Please ensure that MSTICPy is installed before continuing with this notebook.
The nbinit module loads required libraries and optionally installs require packages.
from pathlib import Path
from IPython.display import display, HTML
import warnings
warnings.simplefilter(action='ignore', category=FutureWarning)
REQ_PYTHON_VER = "3.6"
REQ_MSTICPY_VER = "1.0.0"
REQ_MP_EXTRAS = ["ml"]
display(HTML("<h3>Starting Notebook setup...</h3>"))
import msticpy as mp
mp.init_notebook(namespace=globals());
from urllib.request import urlretrieve
from pathlib import Path
from tqdm.auto import tqdm
github_uri = "https://raw.githubusercontent.com/Azure/Azure-Sentinel-Notebooks/master/{file_name}"
github_files = {
"exchange_admin.pkl": "src/data",
"processes_on_host.pkl": "src/data",
"timeseries.pkl": "src/data",
"data_queries.yaml": "src/data",
}
Path("./src/data").mkdir(exist_ok=True, parents=True)
for file, path in tqdm(github_files.items(), desc="File download"):
file_path = Path(path).joinpath(file)
url_path = f"{path}/{file}" if path else file
urlretrieve(
github_uri.format(file_name=url_path),
file_path
)
assert Path(file_path).is_file()
The starting point is ingesting data to analyze.
MSTICpy contains a number of query providers that let you query and return data from several different sources.

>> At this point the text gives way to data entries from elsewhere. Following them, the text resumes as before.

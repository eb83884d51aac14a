//! Engine-level buffer handles.

use crate::buddy::Suballocation;
use crate::residency::ResidencyHandle;
use crate::state::StateId;

use rocl_hal::{Backend, HeapKind};

use std::sync::atomic::{AtomicU64, Ordering};
use std::sync::Arc;

#[derive(Debug)]
pub(crate) struct BufferInner<B: Backend> {
    pub memory: Arc<B::Memory>,
    pub offset: u64,
    pub size: u64,
    pub kind: HeapKind,
    pub state: Option<StateId>,
    pub residency: Option<ResidencyHandle>,
    /// Set when the buffer is carved out of a pooled heap.
    pub sub: Option<Suballocation>,
    /// Whether `memory` is exclusively ours (vs. a shared pooled heap).
    pub owns_memory: bool,
    pub last_used_fence: AtomicU64,
}

/// A cheap, clonable handle to one GPU buffer allocation, committed or
/// suballocated.
///
/// Destruction is explicit: handles must be given back through
/// [`crate::DeviceResources::destroy_buffer`] so the memory survives until
/// the GPU has passed the last command list that referenced it.
#[derive(Debug)]
pub struct GpuBuffer<B: Backend> {
    pub(crate) inner: Arc<BufferInner<B>>,
}

impl<B: Backend> Clone for GpuBuffer<B> {
    fn clone(&self) -> Self {
        GpuBuffer {
            inner: Arc::clone(&self.inner),
        }
    }
}

impl<B: Backend> GpuBuffer<B> {
    pub fn memory(&self) -> &B::Memory {
        &self.inner.memory
    }

    pub(crate) fn shared_memory(&self) -> Arc<B::Memory> {
        Arc::clone(&self.inner.memory)
    }

    /// Offset of this buffer inside its backing allocation.
    pub fn offset(&self) -> u64 {
        self.inner.offset
    }

    pub fn size(&self) -> u64 {
        self.inner.size
    }

    pub fn kind(&self) -> HeapKind {
        self.inner.kind
    }

    pub fn state_id(&self) -> Option<StateId> {
        self.inner.state
    }

    pub fn residency(&self) -> Option<ResidencyHandle> {
        self.inner.residency
    }

    /// Id of the last command list that recorded a reference to this
    /// buffer.
    pub fn last_used_fence(&self) -> u64 {
        self.inner.last_used_fence.load(Ordering::Acquire)
    }

    pub(crate) fn mark_used(&self, fence: u64) {
        self.inner.last_used_fence.fetch_max(fence, Ordering::AcqRel);
    }
}
//! An OpenCL 1.2 compute runtime layered on an explicit, D3D12-class
//! native GPU API.
//!
//! The externally visible surface mirrors the OpenCL object model:
//! platforms, devices, contexts, command queues, memory objects, programs,
//! kernels, and events. Underneath, enqueued work flows through a task
//! graph into per-device recording workers, which drive the
//! [`rocl_engine`] immediate context against whichever [`rocl_hal`]
//! backend the platform was created with.
//!
//! Out of scope by design: shared virtual memory, device-side queues,
//! pipes, native kernels, sub-groups, and device fission all fail with
//! `INVALID_OPERATION`.

pub mod cache;
pub mod compiler;
pub mod context;
pub mod device;
pub mod error;
pub mod image_tasks;
pub mod kernel;
pub mod launch;
pub mod mem_tasks;
pub mod platform;
pub mod printf;
pub mod program;
pub mod queue;
pub mod refs;
pub mod resource;
pub mod sampler;
pub mod scheduler;
pub mod sync;
pub mod task;

mod profiling;

pub use crate::context::Context;
pub use crate::device::{Device, DeviceInfo};
pub use crate::error::{ClError, Result, StatusCode};
pub use crate::image_tasks::{
    enqueue_copy_image, enqueue_fill_image, enqueue_read_image, enqueue_write_image,
};
pub use crate::kernel::{ArgValue, Kernel};
pub use crate::launch::{enqueue_nd_range_kernel, enqueue_task_kernel};
pub use crate::mem_tasks::{
    enqueue_barrier, enqueue_copy_buffer, enqueue_copy_buffer_rect, enqueue_fill_buffer,
    enqueue_map_buffer, enqueue_marker, enqueue_migrate_mem_objects, enqueue_read_buffer,
    enqueue_read_buffer_rect, enqueue_unmap, enqueue_write_buffer, enqueue_write_buffer_rect,
    read_buffer_blocking, BufferRect,
};
pub use crate::platform::{Platform, PlatformOptions, TaskPoolLock};
pub use crate::program::{BinaryType, BuildStatus, Program};
pub use crate::queue::{CommandQueue, QueueProperties};
pub use crate::refs::{InternalRef, OwnedRef};
pub use crate::resource::{
    ChannelOrder, ChannelType, ImageFormat, MapFlags, MemFlags, MigrationFlags, Resource,
    ResourceKind,
};
pub use crate::sampler::Sampler;
pub use crate::task::{
    set_user_event_status, wait_for_events, CommandType, Event, ProfilingInfo, Task,
};

use rocl_hal::Backend;

/// Explicitly unsupported entry points. Each returns `INVALID_OPERATION`
/// so callers probing for the features fail cleanly.
pub mod unsupported {
    use crate::context::Context;
    use crate::error::{Result, INVALID_OPERATION};
    use crate::refs::OwnedRef;
    use rocl_hal::Backend;

    /// Shared virtual memory allocation.
    pub fn svm_alloc<B: Backend>(context: &OwnedRef<Context<B>>, _size: u64) -> Result<*mut u8> {
        Err(context.report_error("SVM is not supported", INVALID_OPERATION))
    }

    /// Device-side command queues.
    pub fn create_device_queue<B: Backend>(context: &OwnedRef<Context<B>>) -> Result<()> {
        Err(context.report_error("device queues are not supported", INVALID_OPERATION))
    }

    /// Pipe memory objects.
    pub fn create_pipe<B: Backend>(context: &OwnedRef<Context<B>>) -> Result<()> {
        Err(context.report_error("pipes are not supported", INVALID_OPERATION))
    }

    /// Native (host-function) kernel enqueue.
    pub fn enqueue_native_kernel<B: Backend>(context: &OwnedRef<Context<B>>) -> Result<()> {
        Err(context.report_error("native kernels are not supported", INVALID_OPERATION))
    }

    /// Device fission.
    pub fn create_sub_devices<B: Backend>(context: &OwnedRef<Context<B>>) -> Result<()> {
        Err(context.report_error("device fission is not supported", INVALID_OPERATION))
    }
}

/// Convenience: create a context over every device of the platform.
pub fn create_default_context<B: Backend>(
    platform: &std::sync::Arc<Platform<B>>,
) -> Result<OwnedRef<Context<B>>> {
    let devices = platform.devices().to_vec();
    Context::create(platform, &devices, Vec::new(), None)
}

Below we are using the LocalData query provider to return data from sample files.
Data is returned in a Pandas DataFrame for easy manipulation and to provide a common interface for other features in MSTICpy.
Here we are getting a summary of our network traffic for the time period we are interested in.
query_range = nbwidgets.QueryTime(
origin_time=pd.Timestamp("2020-07-13 00:00:00"),
before=1,
units="week"
)
query_range
This query fetches the total number of bytes send outbound on the network, grouped by hour.
The input to the Timeseries analysis needs to be in the form of:
# Initialize the data provider and connect to our Splunk instance.
qry_prov = QueryProvider("LocalData", data_paths=["./src/data"], query_paths=["./src/data"])
qry_prov.connect()
ob_bytes_per_hour = qry_prov.Network.get_network_summary(query_range)
md("Sample data:", "large")
ob_bytes_per_hour.head(3)
Below we use MSTICpy's time series analysis
machine learning capabilities to identify anomalies in our network traffic for further investigation.
As well as computing anomalies we visualize the data so that we can more easily see where these anomalies present themselves.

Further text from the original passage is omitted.